START Source records
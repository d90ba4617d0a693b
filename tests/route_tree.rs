//! Dispatch behaviour of typed route trees.

mod common;

use std::sync::Arc;
use std::thread;

use axum::http::Method;
use proptest::prelude::*;
use route_dispatch::routing::{subsite_fn, Dispatch, Leaf, Mount, Parent, PathRequest, RouteTree, TreeError};

use common::{api_tree, app_tree, p, segs, AdminRoute, ApiRoute, AppRoute};

fn get(path: &str) -> PathRequest {
    PathRequest::from_path(path).with_method(Method::GET)
}

#[test]
fn test_typed_parameter_match() {
    let tree = app_tree();
    assert_eq!(tree.parse_route(&get("/users/42")), Some(AppRoute::User(42)));
    assert_eq!(tree.parse_route(&get("/users/-7")), Some(AppRoute::User(-7)));
}

#[test]
fn test_method_rejection_collapses_in_parse_route() {
    let tree = app_tree();
    let request = PathRequest::from_path("/users/42").with_method(Method::DELETE);

    assert_eq!(tree.parse_route(&request), None);
    assert_eq!(
        tree.resolve(&request),
        Dispatch::Matched {
            route: AppRoute::User(42),
            method_ok: false
        }
    );
}

#[test]
fn test_unparseable_segment_is_not_found() {
    let tree = app_tree();
    assert!(tree.resolve(&get("/users/abc")).is_not_found());
    assert!(tree.resolve(&get("/users/42/extra")).is_not_found());
}

#[test]
fn test_empty_path() {
    assert_eq!(app_tree().parse_route(&get("/")), Some(AppRoute::Home));
    assert_eq!(api_tree().dispatch(&[], None), Dispatch::NotFound);
}

#[test]
fn test_no_method_skips_filtering() {
    let tree = app_tree();
    assert_eq!(
        tree.resolve(&PathRequest::from_path("/users/42")),
        Dispatch::Matched {
            route: AppRoute::User(42),
            method_ok: true
        }
    );
}

#[test]
fn test_declaration_order_wins() {
    assert_eq!(app_tree().parse_route(&get("/users/new")), Some(AppRoute::NewUser));

    #[derive(Debug, PartialEq)]
    enum Order {
        ByName(String),
        New,
    }
    let tree: RouteTree<Order> = RouteTree::new([
        Leaf::new("by_name", p("/users/{name}"), |c| {
            Some(Order::ByName(c.text(0)?.to_string()))
        }),
        Leaf::new("new", p("/users/new"), |_| Some(Order::New)),
    ])
    .unwrap();
    assert_eq!(
        tree.dispatch(&segs(&["users", "new"]), None).into_route(),
        Some(Order::ByName("new".into()))
    );
}

#[test]
fn test_wildcard_takes_remaining_segments() {
    let tree = app_tree();
    assert_eq!(
        tree.parse_route(&get("/static/css/site/main.css")),
        Some(AppRoute::Static(segs(&["css", "site", "main.css"])))
    );
    assert_eq!(tree.parse_route(&get("/static")), Some(AppRoute::Static(vec![])));
}

#[test]
fn test_parent_children() {
    let tree = app_tree();
    assert_eq!(
        tree.parse_route(&get("/admin")),
        Some(AppRoute::Admin(AdminRoute::Dashboard))
    );
    assert_eq!(
        tree.parse_route(&get("/admin/reports/weekly")),
        Some(AppRoute::Admin(AdminRoute::Report("weekly".into())))
    );
}

#[test]
fn test_parent_falls_through_when_no_child_matches() {
    assert_eq!(
        app_tree().parse_route(&get("/admin/reports/monthly")),
        Some(AppRoute::AdminFallback(segs(&["reports", "monthly"])))
    );
}

#[test]
fn test_mount_delegates_rest() {
    assert_eq!(
        app_tree().parse_route(&get("/api/2/status")),
        Some(AppRoute::Api(2, ApiRoute::Status))
    );
}

#[test]
fn test_mount_commits_after_prefix() {
    let tree = app_tree();
    // The sub-site rejects `unknown`; the later legacy wildcard is never tried.
    assert!(tree.resolve(&get("/api/2/unknown")).is_not_found());
    // A prefix that does not parse leaves the mount out entirely.
    assert_eq!(
        tree.parse_route(&get("/api/v2/status")),
        Some(AppRoute::LegacyApi(segs(&["v2", "status"])))
    );
}

#[test]
fn test_mounted_tree_method_rejection_is_not_found() {
    let request = PathRequest::from_path("/api/2/status").with_method(Method::POST);
    assert_eq!(app_tree().resolve(&request), Dispatch::NotFound);
}

#[test]
fn test_constructor_refusal_tries_next_sibling() {
    #[derive(Debug, PartialEq)]
    enum Page {
        Number(u64),
        Other(Vec<String>),
    }
    let tree: RouteTree<Page> = RouteTree::new([
        Leaf::new("number", p("/page/{n:uint}"), |c| {
            c.uint(0).filter(|n| *n > 0).map(Page::Number)
        }),
        Leaf::new("other", p("/page/{*rest}"), |c| Some(Page::Other(c.segments(0)?.to_vec()))),
    ])
    .unwrap();

    assert_eq!(tree.dispatch(&segs(&["page", "3"]), None).into_route(), Some(Page::Number(3)));
    assert_eq!(
        tree.dispatch(&segs(&["page", "0"]), None).into_route(),
        Some(Page::Other(segs(&["0"])))
    );
}

#[test]
fn test_function_subsite() {
    #[derive(Debug, PartialEq)]
    enum Storage {
        Files(String),
    }
    let files = subsite_fn(|rest: &[String]| (!rest.is_empty()).then(|| rest.join("/")));
    let tree: RouteTree<Storage> =
        RouteTree::new([Mount::new("files", p("/files"), files, |_, path| Some(Storage::Files(path)))]).unwrap();

    assert_eq!(
        tree.dispatch(&segs(&["files", "a", "b.txt"]), Some(&Method::PUT)),
        Dispatch::Matched {
            route: Storage::Files("a/b.txt".into()),
            method_ok: true
        }
    );
    assert!(tree.dispatch(&segs(&["files"]), None).is_not_found());
}

#[test]
fn test_parent_captures_reach_wrap() {
    #[derive(Debug, PartialEq)]
    enum Org {
        Member(String, i64),
    }
    let members: RouteTree<i64> = RouteTree::new([Leaf::new("member", p("/members/{id:int}"), |c| c.int(0))]).unwrap();
    let tree: RouteTree<Org> = RouteTree::new([Parent::new("org", p("/orgs/{org}"), members, |c, id| {
        Some(Org::Member(c.text(0)?.to_string(), id))
    })])
    .unwrap();

    assert_eq!(
        tree.dispatch(&segs(&["orgs", "acme", "members", "9"]), None).into_route(),
        Some(Org::Member("acme".into(), 9))
    );
}

#[test]
fn test_absolute_url_and_decoding() {
    let tree = app_tree();
    assert_eq!(
        tree.parse_route(&get("https://example.com/users/42?tab=posts#top")),
        Some(AppRoute::User(42))
    );
    assert_eq!(
        tree.parse_route(&get("/static/my%20file.txt")),
        Some(AppRoute::Static(segs(&["my file.txt"])))
    );
}

#[test]
fn test_dot_segments_route_alike_in_every_form() {
    let tree = app_tree();
    for path in ["/static/../users/1", "https://example.com/static/../users/1", "/users/./1"] {
        assert_eq!(tree.parse_route(&get(path)), Some(AppRoute::User(1)), "{}", path);
    }
}

#[test]
fn test_invalid_trees_rejected() {
    let duplicate = RouteTree::<()>::new([
        Leaf::new("a", p("/x"), |_| Some(())),
        Leaf::new("a", p("/y"), |_| Some(())),
    ]);
    assert!(matches!(duplicate, Err(TreeError::DuplicateName(name)) if name == "a"));

    let unnamed = RouteTree::<()>::new([Leaf::new("", p("/x"), |_| Some(()))]);
    assert!(matches!(unnamed, Err(TreeError::EmptyName)));

    let children = RouteTree::<()>::new([Leaf::new("x", p("/x"), |_| Some(()))]).unwrap();
    let prefixed = RouteTree::<()>::new([Parent::new("p", p("/p/{*rest}"), children, |_, r| Some(r))]);
    assert!(matches!(prefixed, Err(TreeError::WildcardInPrefix(name)) if name == "p"));
}

#[test]
fn test_shared_tree_across_threads() {
    let tree = Arc::new(app_tree());
    let handles: Vec<_> = (0..8i64)
        .map(|i| {
            let tree = Arc::clone(&tree);
            thread::spawn(move || {
                let path = format!("/users/{}", i);
                tree.parse_route(&get(&path))
            })
        })
        .collect();

    for (i, handle) in handles.into_iter().enumerate() {
        assert_eq!(handle.join().unwrap(), Some(AppRoute::User(i as i64)));
    }
}

fn segment() -> impl Strategy<Value = String> {
    prop_oneof![
        Just("users".to_string()),
        Just("admin".to_string()),
        Just("api".to_string()),
        Just("static".to_string()),
        Just("reports".to_string()),
        Just("new".to_string()),
        "[a-z0-9-]{1,6}",
    ]
}

proptest! {
    #[test]
    fn prop_dispatch_is_total_and_deterministic(path in prop::collection::vec(segment(), 0..6)) {
        let tree = app_tree();
        let first = tree.dispatch(&path, Some(&Method::GET));
        let second = tree.dispatch(&path, Some(&Method::GET));
        prop_assert_eq!(first, second);
    }

    #[test]
    fn prop_unfiltered_match_is_never_rejected(path in prop::collection::vec(segment(), 0..6)) {
        let outcome = app_tree().dispatch(&path, None);
        prop_assert!(!outcome.is_method_rejected());
    }

    #[test]
    fn prop_int_segments_round_trip(id in any::<i64>()) {
        let path = segs(&["users", &id.to_string()]);
        prop_assert_eq!(app_tree().dispatch(&path, None).into_route(), Some(AppRoute::User(id)));
    }
}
END Source records
[Work instruction] Check every line above for the string "ApiRoute", and copy the ones that have it.

[Solution for this problem]
use common::{api_tree, app_tree, p, segs, AdminRoute, ApiRoute, AppRoute};
        Some(AppRoute::Api(2, ApiRoute::Status))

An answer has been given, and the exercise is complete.